Let me elaborate: my husband, our family's breadwinner, works full time for a company that helps provide my family with decent health insurance. Unlike many Americans, I have few complaints about the insurance I carry. My children have top-notch pediatric care, emergency coverage, and dental. My husband and I both have preventative care, low emergency deductibles, and affordable copays. We paid very little out of pocket for the birth of our children, which is wonderful considering my last birth ended in a complicated c-section. This is not to say the insurance provider is not facing its own financial obstacles, which is why the Stupak-Pitts amendment in the House and its Senate counterpart troubled me. In the event the insurance company decided to become federally subsidized, my personal health benefits, from a private insurer, would be limited. And why? Because I am a woman. Because my health care is not my own business. Because legislators like the two of you believe the government should have the power to regulate the kind of health care I can access for myself. And all this from two Senators who routinely run attack ads condemning government intervention in private lives!!

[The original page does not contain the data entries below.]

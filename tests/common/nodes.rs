#![allow(dead_code)]

use async_trait::async_trait;
use loomflow::node::{Node, NodeContext, NodeError};
use loomflow::state::{StatePatch, StateView};
use serde_json::Value;
use tokio::time::{Duration, sleep};

/// Writes fixed fields, optionally after a delay.
#[derive(Debug, Clone)]
pub struct SetFields {
    fields: Vec<(String, Value)>,
    delay_ms: u64,
}

impl SetFields {
    pub fn new(field: impl Into<String>, value: Value) -> Self {
        Self {
            fields: vec![(field.into(), value)],
            delay_ms: 0,
        }
    }

    pub fn and(mut self, field: impl Into<String>, value: Value) -> Self {
        self.fields.push((field.into(), value));
        self
    }

    pub fn with_delay(mut self, delay_ms: u64) -> Self {
        self.delay_ms = delay_ms;
        self
    }
}

#[async_trait]
impl Node for SetFields {
    async fn run(&self, _view: StateView, _ctx: NodeContext) -> Result<StatePatch, NodeError> {
        if self.delay_ms > 0 {
            sleep(Duration::from_millis(self.delay_ms)).await;
        }
        let mut patch = StatePatch::default();
        for (field, value) in &self.fields {
            patch.insert(field.clone(), value.clone());
        }
        Ok(patch)
    }
}

/// Appends values to an accumulating list field, optionally after a delay.
#[derive(Debug, Clone)]
pub struct AppendItems {
    field: String,
    values: Vec<Value>,
    delay_ms: u64,
}

impl AppendItems {
    pub fn new(field: impl Into<String>, values: Vec<Value>) -> Self {
        Self {
            field: field.into(),
            values,
            delay_ms: 0,
        }
    }

    pub fn with_delay(mut self, delay_ms: u64) -> Self {
        self.delay_ms = delay_ms;
        self
    }
}

#[async_trait]
impl Node for AppendItems {
    async fn run(&self, _view: StateView, _ctx: NodeContext) -> Result<StatePatch, NodeError> {
        if self.delay_ms > 0 {
            sleep(Duration::from_millis(self.delay_ms)).await;
        }
        let mut patch = StatePatch::default();
        patch.insert(self.field.clone(), Value::Array(self.values.clone()));
        Ok(patch)
    }
}

/// Fails every invocation.
#[derive(Debug, Clone)]
pub struct FailNode {
    pub message: &'static str,
}

#[async_trait]
impl Node for FailNode {
    async fn run(&self, _view: StateView, _ctx: NodeContext) -> Result<StatePatch, NodeError> {
        Err(NodeError::ValidationFailed(self.message.to_string()))
    }
}

/// Copies one field to another.
#[derive(Debug, Clone)]
pub struct CopyField {
    pub from: String,
    pub to: String,
}

impl CopyField {
    pub fn new(from: impl Into<String>, to: impl Into<String>) -> Self {
        Self {
            from: from.into(),
            to: to.into(),
        }
    }
}

#[async_trait]
impl Node for CopyField {
    async fn run(&self, view: StateView, _ctx: NodeContext) -> Result<StatePatch, NodeError> {
        let value = view
            .get(&self.from)
            .ok_or_else(|| NodeError::ValidationFailed(format!("field {} absent", self.from)))?
            .clone();
        let mut patch = StatePatch::default();
        patch.insert(self.to.clone(), value);
        Ok(patch)
    }
}

/// Asserts that a set of fields is visible, then writes a marker field.
#[derive(Debug, Clone)]
pub struct ExpectFields {
    expect: Vec<String>,
    write: (String, Value),
}

impl ExpectFields {
    pub fn new<I, S>(expect: I, write_field: impl Into<String>, write_value: Value) -> Self
    where
        I: IntoIterator<Item = S>,
        S: Into<String>,
    {
        Self {
            expect: expect.into_iter().map(Into::into).collect(),
            write: (write_field.into(), write_value),
        }
    }
}

#[async_trait]
impl Node for ExpectFields {
    async fn run(&self, view: StateView, _ctx: NodeContext) -> Result<StatePatch, NodeError> {
        for field in &self.expect {
            if !view.contains(field) {
                return Err(NodeError::ValidationFailed(format!(
                    "expected field {field} to be visible"
                )));
            }
        }
        let mut patch = StatePatch::default();
        patch.insert(self.write.0.clone(), self.write.1.clone());
        Ok(patch)
    }
}

/// Emits an event through the node context, then writes nothing.
#[derive(Debug, Clone)]
pub struct EmitNode {
    pub scope: &'static str,
    pub message: &'static str,
}

#[async_trait]
impl Node for EmitNode {
    async fn run(&self, _view: StateView, ctx: NodeContext) -> Result<StatePatch, NodeError> {
        ctx.emit(self.scope, self.message)?;
        Ok(StatePatch::default())
    }
}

Senators, I am no lawyer. I am a part-time pre-school teaching assistant with children of my own and a mortgage the size of Texas. I cannot fully grasp the interworkings of our government, much less the novel-sized health care bill now in consideration. My understanding of legal text is limited, but I have friends who work in health legislation and law. These friends have made it abundently clear to me that the Nelson-Hatch amendment, which you both supported, would not only limit abortion coverage in my health plan in the event my insurer became federally-subsidized: the language is such that my ability to make decisions regarding contraception or even pregnancy and birth would be severely limited, all because my insurance company decided, without my family's consent, to receive federal subsidy. Why the massive assault on women's health? Abortion is legal in this country, so why do you continue to strike down efforts to provide women with better access to choice?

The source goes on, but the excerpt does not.